*** Block opens ***
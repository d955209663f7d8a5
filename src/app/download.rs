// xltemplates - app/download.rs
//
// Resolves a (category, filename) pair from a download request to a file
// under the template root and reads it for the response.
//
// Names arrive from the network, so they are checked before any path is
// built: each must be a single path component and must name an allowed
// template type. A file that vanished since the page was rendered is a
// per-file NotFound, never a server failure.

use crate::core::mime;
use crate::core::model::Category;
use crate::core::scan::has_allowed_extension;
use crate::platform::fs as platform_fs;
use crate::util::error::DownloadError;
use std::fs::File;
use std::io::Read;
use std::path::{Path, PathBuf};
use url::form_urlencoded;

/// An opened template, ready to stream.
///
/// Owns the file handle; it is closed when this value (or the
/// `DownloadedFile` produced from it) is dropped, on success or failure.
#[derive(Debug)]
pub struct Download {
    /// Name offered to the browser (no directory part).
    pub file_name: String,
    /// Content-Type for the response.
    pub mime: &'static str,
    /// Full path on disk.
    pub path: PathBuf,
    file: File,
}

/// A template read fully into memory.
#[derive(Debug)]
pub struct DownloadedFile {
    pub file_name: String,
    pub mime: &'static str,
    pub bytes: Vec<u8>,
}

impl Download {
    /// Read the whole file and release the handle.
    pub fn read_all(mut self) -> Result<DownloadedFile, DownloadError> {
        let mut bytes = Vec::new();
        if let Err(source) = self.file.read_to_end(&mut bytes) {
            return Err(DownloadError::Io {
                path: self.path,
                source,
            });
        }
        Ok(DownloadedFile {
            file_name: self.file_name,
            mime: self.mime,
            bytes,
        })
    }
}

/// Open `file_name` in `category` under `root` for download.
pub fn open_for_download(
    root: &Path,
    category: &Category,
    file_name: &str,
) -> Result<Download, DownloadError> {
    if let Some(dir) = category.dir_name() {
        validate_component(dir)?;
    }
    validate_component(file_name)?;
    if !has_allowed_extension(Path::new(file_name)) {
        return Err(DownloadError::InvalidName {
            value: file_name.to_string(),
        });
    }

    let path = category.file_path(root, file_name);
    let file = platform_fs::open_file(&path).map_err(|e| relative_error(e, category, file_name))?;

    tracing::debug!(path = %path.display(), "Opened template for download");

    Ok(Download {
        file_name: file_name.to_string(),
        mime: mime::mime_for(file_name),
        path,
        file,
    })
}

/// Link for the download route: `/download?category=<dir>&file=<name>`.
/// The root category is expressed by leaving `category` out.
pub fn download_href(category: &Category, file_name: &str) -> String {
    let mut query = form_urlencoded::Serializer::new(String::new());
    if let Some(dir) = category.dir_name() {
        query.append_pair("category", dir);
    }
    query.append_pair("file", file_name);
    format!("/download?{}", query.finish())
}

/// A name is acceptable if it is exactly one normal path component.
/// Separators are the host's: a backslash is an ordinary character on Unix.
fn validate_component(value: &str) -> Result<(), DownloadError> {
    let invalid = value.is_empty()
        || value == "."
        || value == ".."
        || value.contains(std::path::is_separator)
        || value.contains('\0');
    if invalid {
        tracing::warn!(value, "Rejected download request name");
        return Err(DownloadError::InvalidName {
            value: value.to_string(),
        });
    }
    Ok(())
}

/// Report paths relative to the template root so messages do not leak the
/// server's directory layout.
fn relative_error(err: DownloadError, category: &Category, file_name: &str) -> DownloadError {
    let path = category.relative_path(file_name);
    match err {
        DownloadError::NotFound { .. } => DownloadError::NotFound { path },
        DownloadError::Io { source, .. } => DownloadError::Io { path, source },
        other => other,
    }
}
*** Block closes ***
An exact reproduction of the data is required. Leave nothing out.

# [Answer to this problem]
repository d955209663f7d8a5
filename src/app/download.rs
// xltemplates - app/download.rs
//
// Resolves a (category, filename) pair from a download request to a file
// under the template root and reads it for the response.
//
// Names arrive from the network, so they are checked before any path is
// built: each must be a single path component and must name an allowed
// template type. A file that vanished since the page was rendered is a
// per-file NotFound, never a server failure.

use crate::core::mime;
use crate::core::model::Category;
use crate::core::scan::has_allowed_extension;
use crate::platform::fs as platform_fs;
use crate::util::error::DownloadError;
use std::fs::File;
use std::io::Read;
use std::path::{Path, PathBuf};
use url::form_urlencoded;

/// An opened template, ready to stream.
///
/// Owns the file handle; it is closed when this value (or the
/// `DownloadedFile` produced from it) is dropped, on success or failure.
#[derive(Debug)]
pub struct Download {
    /// Name offered to the browser (no directory part).
    pub file_name: String,
    /// Content-Type for the response.
    pub mime: &'static str,
    /// Full path on disk.
    pub path: PathBuf,
    file: File,
}

/// A template read fully into memory.
#[derive(Debug)]
pub struct DownloadedFile {
    pub file_name: String,
    pub mime: &'static str,
    pub bytes: Vec<u8>,
}

impl Download {
    /// Read the whole file and release the handle.
    pub fn read_all(mut self) -> Result<DownloadedFile, DownloadError> {
        let mut bytes = Vec::new();
        if let Err(source) = self.file.read_to_end(&mut bytes) {
            return Err(DownloadError::Io {
                path: self.path,
                source,
            });
        }
        Ok(DownloadedFile {
            file_name: self.file_name,
            mime: self.mime,
            bytes,
        })
    }
}

/// Open `file_name` in `category` under `root` for download.
pub fn open_for_download(
    root: &Path,
    category: &Category,
    file_name: &str,
) -> Result<Download, DownloadError> {
    if let Some(dir) = category.dir_name() {
        validate_component(dir)?;
    }
    validate_component(file_name)?;
    if !has_allowed_extension(Path::new(file_name)) {
        return Err(DownloadError::InvalidName {
            value: file_name.to_string(),
        });
    }

    let path = category.file_path(root, file_name);
    let file = platform_fs::open_file(&path).map_err(|e| relative_error(e, category, file_name))?;

    tracing::debug!(path = %path.display(), "Opened template for download");

    Ok(Download {
        file_name: file_name.to_string(),
        mime: mime::mime_for(file_name),
        path,
        file,
    })
}

/// Link for the download route: `/download?category=<dir>&file=<name>`.
/// The root category is expressed by leaving `category` out.
pub fn download_href(category: &Category, file_name: &str) -> String {
    let mut query = form_urlencoded::Serializer::new(String::new());
    if let Some(dir) = category.dir_name() {
        query.append_pair("category", dir);
    }
    query.append_pair("file", file_name);
    format!("/download?{}", query.finish())
}

/// A name is acceptable if it is exactly one normal path component.
/// Separators are the host's: a backslash is an ordinary character on Unix.
fn validate_component(value: &str) -> Result<(), DownloadError> {
    let invalid = value.is_empty()
        || value == "."
        || value == ".."
        || value.contains(std::path::is_separator)
        || value.contains('\0');
    if invalid {
        tracing::warn!(value, "Rejected download request name");
        return Err(DownloadError::InvalidName {
            value: value.to_string(),
        });
    }
    Ok(())
}

/// Report paths relative to the template root so messages do not leak the
/// server's directory layout.
fn relative_error(err: DownloadError, category: &Category, file_name: &str) -> DownloadError {
    let path = category.relative_path(file_name);
    match err {
        DownloadError::NotFound { .. } => DownloadError::NotFound { path },
        DownloadError::Io { source, .. } => DownloadError::Io { path, source },
        other => other,
    }
}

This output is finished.